# EMERGENCY- Mourning Dove with a broken wing



## leylus (May 13, 2010)

My brother's friend brought a young mourning dove to me today after school. 
The poor thing is bleeding profusely. The wing seemed to be comletely limp and almost detached from its body. 
I do not know the story behind what had happened to this bird. 
I will post pictures very soon. I am totally new to this and need some emergency advice on what to do first. 
Thank you so much.

~Leyla


----------



## Pigeonlove (May 6, 2008)

I'm sorry, I don't know what to do. But I wish you the best of luck. Poor birdie, that looks really sore.


----------



## pdpbison (Mar 15, 2005)

Hi Leylus,



Where are you located?


Are you sure the Wing is almost detatched?

The Wing is only attatched in a small area, one Bone there, and, some skin and Muscles...which appears intact in the image.


Does look like a puncture or hole though, in the sort of Armpit area there.


Their Wing has about the same Bones as our Arm does...one from shoulder to elbow, two from elbow to wrist...though with them, afte the wrist is longer than with us.

See if you can gently feel and look to sell of any of these are broken or have swelling.


You can clean off the Blood using some close to Body Temperature Water in which you have dissolved some Salt...dab the twisted end of a Kleenex in it, then gently dab the stained areas for cleaning them...no rubbing, just dabbing. Blot dry with a new Kleenex.


Phil
Lv


----------



## pdpbison (Mar 15, 2005)

Anyway...that hole looks a lot like what a Dog's Eye Tooth leaves when having chomped down on a Bird.

If the Dove was stuuggling, Wings up or out, a Dog could have bitten them with the Dove's Back outfacing in the Dog's mouth.

If you can, once having softly, gently, cleaned things up...see if there are any other small injuries or holes on the other side.


Let us know your location, in case any experienced members might be close by to you.

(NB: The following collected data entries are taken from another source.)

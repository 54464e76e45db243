//! History change notifications over a `tokio::sync::broadcast` channel.
//!
//! Every successful mutation of a [`HistoryStore`](crate::history::HistoryStore)
//! publishes one [`HistoryEvent`]. Views that render history subscribe and
//! refresh on receipt.

use serde::Serialize;
use tokio::sync::broadcast;
use uuid::Uuid;

/// What changed in the history.
#[derive(Debug, Clone, PartialEq, Eq, Serialize)]
#[serde(tag = "kind", rename_all = "snake_case")]
pub enum HistoryEvent {
    Appended { id: Uuid },
    Removed { id: Uuid },
    Cleared,
    /// The list was re-read from storage and now holds `count` items.
    Reloaded { count: usize },
}

/// Default buffer capacity for the broadcast channel.
const DEFAULT_CAPACITY: usize = 64;

/// Fan-out bus for [`HistoryEvent`]s.
pub struct HistoryEvents {
    sender: broadcast::Sender<HistoryEvent>,
}

impl HistoryEvents {
    /// Create a bus with a specific channel capacity.
    ///
    /// Slow receivers observe `RecvError::Lagged` once the buffer is full.
    pub fn new(capacity: usize) -> Self {
        let (sender, _) = broadcast::channel(capacity);
        Self { sender }
    }

    /// Publish to all current subscribers. Dropped when nobody listens.
    pub fn publish(&self, event: HistoryEvent) {
        let _ = self.sender.send(event);
    }

    pub fn subscribe(&self) -> broadcast::Receiver<HistoryEvent> {
        self.sender.subscribe()
    }
}

impl Default for HistoryEvents {
    fn default() -> Self {
        Self::new(DEFAULT_CAPACITY)
    }
}

#[cfg(test)]
mod tests {
    use super::*;

    #[tokio::test]
    async fn subscribers_receive_published_events() {
        let bus = HistoryEvents::default();
        let mut rx1 = bus.subscribe();
        let mut rx2 = bus.subscribe();

        bus.publish(HistoryEvent::Reloaded { count: 3 });

        assert_eq!(rx1.recv().await.unwrap(), HistoryEvent::Reloaded { count: 3 });
        assert_eq!(rx2.recv().await.unwrap(), HistoryEvent::Reloaded { count: 3 });
    }

    #[test]
    fn publish_without_subscribers_does_not_panic() {
        HistoryEvents::default().publish(HistoryEvent::Cleared);
    }

    #[test]
    fn events_serialize_with_kind_tag() {
        let json = serde_json::to_value(HistoryEvent::Reloaded { count: 2 }).unwrap();
        assert_eq!(json, serde_json::json!({"kind": "reloaded", "count": 2}));
    }
}
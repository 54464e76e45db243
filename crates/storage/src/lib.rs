//! Local persistence for fluxstudio.
//!
//! A small string key-value seam ([`storage::KeyValueStore`]) with memory
//! and file backends, the generation history kept on top of it, and the
//! stored API credential.

pub mod credentials;
pub mod events;
pub mod history;
pub mod item;
pub mod storage;

pub use credentials::CredentialStore;
pub use events::{HistoryEvent, HistoryEvents};
pub use history::{HistoryConfig, HistoryFilter, HistoryPage, HistoryStore};
pub use item::{HistoryItem, RequestSnapshot};
pub use storage::{FileStore, KeyValueStore, MemoryStore, StorageError};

This little Dove, if having been bitten...they should be on some Antibiotics a.s.a.p., since Bites like that ( if it is a Bite, ) can reliably occasion a systemic infection, which can be lethal in only a few days time.

Also, often, a Dog caught Bird is a Bird who was already ill or injured and who was not fast enough to get away, even if they did manage to escape once caught.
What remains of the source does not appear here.